Congress has approved $320 billion more in loans that could help electric cooperatives and other small businesses pay their employees and continue to operate in the midst of the coronavirus pandemic.
Lawmakers voted overwhelmingly to approve the additional money for the Paycheck Protection Program, which was so popular that it ran out of its original $350 billion in funds within weeks. The program, created as part of the CARES Act that Congress passed in March, allows small businesses to receive loan forgiveness if they use the money to keep employees on the payroll and to pay utility bills, mortgages and rent during the crisis.
The businesses do not have to pay back the loans if they use them for the intended purposes and maintain the same number of employees and compensation levels, according to the U.S. Department of the Treasury.
NRECA has been pushing the Small Business Administration and the Treasury Department to ensure that electric co-ops, as small businesses themselves, qualify for the loans. So far, decisions by SBA-approved lenders have been inconsistent, with some co-ops receiving aid while others—sometimes in the same state—are told they don’t qualify.
“Because electric co-ops face the same challenges as many other small businesses, the Small Business Administration should ensure that those who need this federal assistance are eligible to participate in the Paycheck Protection Program,” said Louis Finkel, NRECA’s senior vice president of government relations. “Congress agrees, including a bipartisan group of 164 House and 43 Senate leaders who recently sent letters to the Treasury Department and SBA calling for swift clarification on this issue.”

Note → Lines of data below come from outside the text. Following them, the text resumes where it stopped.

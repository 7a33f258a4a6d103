use delve_common::EntityKind;

/// Errors from loading or validating a [`DungeonConfig`](crate::DungeonConfig).
#[derive(Debug, thiserror::Error)]
pub enum ConfigError {
    #[error("IO error: {0}")]
    Io(#[from] std::io::Error),
    #[error("YAML error: {0}")]
    Yaml(#[from] serde_yaml::Error),
    #[error("JSON error: {0}")]
    Json(#[from] serde_json::Error),
    #[error("unsupported config format: {0:?}")]
    UnsupportedFormat(String),
    #[error("invalid {field}: {reason}")]
    Invalid { field: &'static str, reason: String },
}

/// Errors that abort a generation pass before anything is torn down.
#[derive(Debug, thiserror::Error)]
pub enum GenerationError {
    #[error("invalid configuration: {0}")]
    InvalidConfig(#[from] ConfigError),
    #[error("no {0} prefab supplied")]
    MissingPrefab(EntityKind),
}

The latest funding for the program was part of a nearly $500 billion package that includes $60 billion for the SBA’s Economic Injury Disaster Loan and grant program, $75 billion for hospitals and healthcare providers and $25 billion for state-led coronavirus testing. The Senate passed the bill on Tuesday, followed by the House on Thursday.
NRECA is also urging Congress to provide a safety net as co-ops face budget shortfalls while consumer-members struggle to pay their electric bills during the pandemic. Many co-ops also are losing electric sales as businesses and factories scale back their operations or close.
The impact of lost electric load and unpaid bills is projected to total $10 billion through 2022, according to research by Russell Tucker, NRECA’s chief economist.
Lawmakers are expected to consider another sweeping relief bill later this spring as a follow-up to the $2 trillion CARES Act. As part of the next legislation, NRECA will also be seeking a provision directing the U.S. Department of Agriculture’s Rural Utilities Service program to help co-ops save money immediately by taking advantage of historically low interest rates to reprice or refinance RUS debt without penalties for borrowers. Co-ops hold more than $40 billion in RUS electric program loans.
NRECA also is asking Congress to increase the amount of lending available under the RUS Guaranteed Underwriter Program. It provides guarantees for loans made to co-ops by private cooperative banks such as the National Rural Utilities Cooperative Finance Corp. (CFC) and CoBank.
Erin Kelly is a staff writer at NRECA.